MATERIAL PROVIDED:
§ §
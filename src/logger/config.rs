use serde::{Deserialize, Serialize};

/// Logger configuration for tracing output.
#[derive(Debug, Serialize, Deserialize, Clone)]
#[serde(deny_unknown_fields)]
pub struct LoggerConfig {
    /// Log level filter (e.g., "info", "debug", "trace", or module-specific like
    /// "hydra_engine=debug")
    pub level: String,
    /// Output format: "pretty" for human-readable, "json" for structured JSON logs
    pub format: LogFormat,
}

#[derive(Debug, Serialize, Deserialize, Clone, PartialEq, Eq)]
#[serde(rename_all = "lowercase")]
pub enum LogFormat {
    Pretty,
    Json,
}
§ §
EXERCISE INSTRUCTIONS:
Among the entries above, which lines include "Serialize"? List them all.

TASK RESULT:
use serde::{Deserialize, Serialize};
#[derive(Debug, Serialize, Deserialize, Clone)]
#[derive(Debug, Serialize, Deserialize, Clone, PartialEq, Eq)]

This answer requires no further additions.